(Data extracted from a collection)

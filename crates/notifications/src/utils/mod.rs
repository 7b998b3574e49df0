//! Internal utilities.

pub mod format;

pub use format::format_content;
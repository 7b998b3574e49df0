//! Best-effort pruning of delivery tokens the provider has rejected.

use std::collections::HashSet;
use std::sync::Arc;

use tracing::{debug, info};

use crate::push::{PushReport, SendOutcome};
use crate::repositories::{TokenRewrite, UserRepository};
use crate::types::{DeviceToken, StoreResult};

/// Service that removes invalid tokens from every user record holding
/// them. Idempotent: a second pass over already-pruned tokens matches no
/// users and writes nothing.
pub struct CleanupService {
    users: Arc<dyn UserRepository>,
    query_chunk: usize,
}

impl CleanupService {
    pub fn new(users: Arc<dyn UserRepository>, query_chunk: usize) -> Self {
        Self {
            users,
            query_chunk: query_chunk.max(1),
        }
    }

    /// Prune tokens whose delivery failed with a prune-worthy code.
    ///
    /// `tokens` is the multicast target list; `report` outcomes are
    /// positional, so index i of the report classifies token i.
    pub async fn cleanup_invalid_tokens(
        &self,
        tokens: &[DeviceToken],
        report: &PushReport,
    ) -> StoreResult<()> {
        let invalid: Vec<DeviceToken> = report
            .responses
            .iter()
            .zip(tokens)
            .filter_map(|(outcome, token)| match outcome {
                SendOutcome::Failed(code) if code.is_prune_worthy() => Some(token.clone()),
                _ => None,
            })
            .collect();

        if invalid.is_empty() {
            debug!("no invalid tokens in multicast report");
            return Ok(());
        }

        info!(count = invalid.len(), "cleaning invalid tokens");

        // The store bounds how many values one array-membership query may
        // carry, so oversized invalid batches are looked up in chunks. A
        // user can match more than one chunk; collect each only once.
        let mut seen = HashSet::new();
        let mut rewrites = Vec::new();
        let invalid_set: HashSet<&str> = invalid.iter().map(String::as_str).collect();

        for chunk in invalid.chunks(self.query_chunk) {
            for user in self.users.find_with_any_token(chunk).await? {
                if !seen.insert(user.id.clone()) {
                    continue;
                }
                let kept: Vec<DeviceToken> = user
                    .fcm_tokens
                    .iter()
                    .filter(|token| !invalid_set.contains(token.as_str()))
                    .cloned()
                    .collect();
                rewrites.push(TokenRewrite {
                    user_id: user.id,
                    fcm_tokens: kept,
                });
            }
        }

        if rewrites.is_empty() {
            return Ok(());
        }

        self.users.rewrite_tokens(&rewrites).await
    }
}
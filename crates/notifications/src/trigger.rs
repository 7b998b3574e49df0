//! The created-message trigger seam.
//!
//! The hosting runtime (whatever fires one callback per new document)
//! translates its native event format into [`MessageCreated`] and hands
//! it to an [`OnMessageCreated`] implementation. The core never talks to
//! the runtime directly.

use async_trait::async_trait;
use serde::{Deserialize, Serialize};

use crate::entities::Message;

/// Plain record for a fired trigger. `snapshot` is `None` when the
/// message was deleted before the event was delivered.
///
/// ```
/// use tecchat_notifications::trigger::MessageCreated;
///
/// let raw = r#"{
///     "snapshot": {
///         "conversationId": "conv-1",
///         "senderId": "user-a",
///         "type": "text",
///         "content": "hola",
///         "timestamp": "2024-05-01T12:00:00Z"
///     }
/// }"#;
/// let event: MessageCreated = serde_json::from_str(raw).unwrap();
/// assert!(event.snapshot.is_some());
/// ```
#[derive(Debug, Clone, Serialize, Deserialize)]
pub struct MessageCreated {
    #[serde(default)]
    pub snapshot: Option<Message>,
}

impl MessageCreated {
    pub fn new(message: Message) -> Self {
        Self {
            snapshot: Some(message),
        }
    }

    /// An event whose record vanished before delivery.
    pub fn without_snapshot() -> Self {
        Self { snapshot: None }
    }
}

/// Handler interface the hosting adapter invokes once per created
/// message record. Implementations must not fail: errors are contained
/// and logged, never surfaced to the runtime.
#[async_trait]
pub trait OnMessageCreated: Send + Sync {
    async fn on_message_created(&self, event: MessageCreated);
}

- Task statement
Nothing in the records should be altered when they are written out again.

- Result
filename crates/notifications/src/utils/mod.rs
repository 7b998b3574e49df0
//! Internal utilities.

pub mod format;

pub use format::format_content;
repository 7b998b3574e49df0
//! Best-effort pruning of delivery tokens the provider has rejected.

use std::collections::HashSet;
use std::sync::Arc;

use tracing::{debug, info};

use crate::push::{PushReport, SendOutcome};
use crate::repositories::{TokenRewrite, UserRepository};
use crate::types::{DeviceToken, StoreResult};

/// Service that removes invalid tokens from every user record holding
/// them. Idempotent: a second pass over already-pruned tokens matches no
/// users and writes nothing.
pub struct CleanupService {
    users: Arc<dyn UserRepository>,
    query_chunk: usize,
}

impl CleanupService {
    pub fn new(users: Arc<dyn UserRepository>, query_chunk: usize) -> Self {
        Self {
            users,
            query_chunk: query_chunk.max(1),
        }
    }

    /// Prune tokens whose delivery failed with a prune-worthy code.
    ///
    /// `tokens` is the multicast target list; `report` outcomes are
    /// positional, so index i of the report classifies token i.
    pub async fn cleanup_invalid_tokens(
        &self,
        tokens: &[DeviceToken],
        report: &PushReport,
    ) -> StoreResult<()> {
        let invalid: Vec<DeviceToken> = report
            .responses
            .iter()
            .zip(tokens)
            .filter_map(|(outcome, token)| match outcome {
                SendOutcome::Failed(code) if code.is_prune_worthy() => Some(token.clone()),
                _ => None,
            })
            .collect();

        if invalid.is_empty() {
            debug!("no invalid tokens in multicast report");
            return Ok(());
        }

        info!(count = invalid.len(), "cleaning invalid tokens");

        // The store bounds how many values one array-membership query may
        // carry, so oversized invalid batches are looked up in chunks. A
        // user can match more than one chunk; collect each only once.
        let mut seen = HashSet::new();
        let mut rewrites = Vec::new();
        let invalid_set: HashSet<&str> = invalid.iter().map(String::as_str).collect();

        for chunk in invalid.chunks(self.query_chunk) {
            for user in self.users.find_with_any_token(chunk).await? {
                if !seen.insert(user.id.clone()) {
                    continue;
                }
                let kept: Vec<DeviceToken> = user
                    .fcm_tokens
                    .iter()
                    .filter(|token| !invalid_set.contains(token.as_str()))
                    .cloned()
                    .collect();
                rewrites.push(TokenRewrite {
                    user_id: user.id,
                    fcm_tokens: kept,
                });
            }
        }

        if rewrites.is_empty() {
            return Ok(());
        }

        self.users.rewrite_tokens(&rewrites).await
    }
}
filename crates/notifications/src/trigger.rs
repository 7b998b3574e49df0
//! The created-message trigger seam.
//!
//! The hosting runtime (whatever fires one callback per new document)
//! translates its native event format into [`MessageCreated`] and hands
//! it to an [`OnMessageCreated`] implementation. The core never talks to
//! the runtime directly.

use async_trait::async_trait;
use serde::{Deserialize, Serialize};

use crate::entities::Message;

/// Plain record for a fired trigger. `snapshot` is `None` when the
/// message was deleted before the event was delivered.
///
/// ```
/// use tecchat_notifications::trigger::MessageCreated;
///
/// let raw = r#"{
///     "snapshot": {
///         "conversationId": "conv-1",
///         "senderId": "user-a",
///         "type": "text",
///         "content": "hola",
///         "timestamp": "2024-05-01T12:00:00Z"
///     }
/// }"#;
/// let event: MessageCreated = serde_json::from_str(raw).unwrap();
/// assert!(event.snapshot.is_some());
/// ```
#[derive(Debug, Clone, Serialize, Deserialize)]
pub struct MessageCreated {
    #[serde(default)]
    pub snapshot: Option<Message>,
}

impl MessageCreated {
    pub fn new(message: Message) -> Self {
        Self {
            snapshot: Some(message),
        }
    }

    /// An event whose record vanished before delivery.
    pub fn without_snapshot() -> Self {
        Self { snapshot: None }
    }
}

/// Handler interface the hosting adapter invokes once per created
/// message record. Implementations must not fail: errors are contained
/// and logged, never surfaced to the runtime.
#[async_trait]
pub trait OnMessageCreated: Send + Sync {
    async fn on_message_created(&self, event: MessageCreated);
}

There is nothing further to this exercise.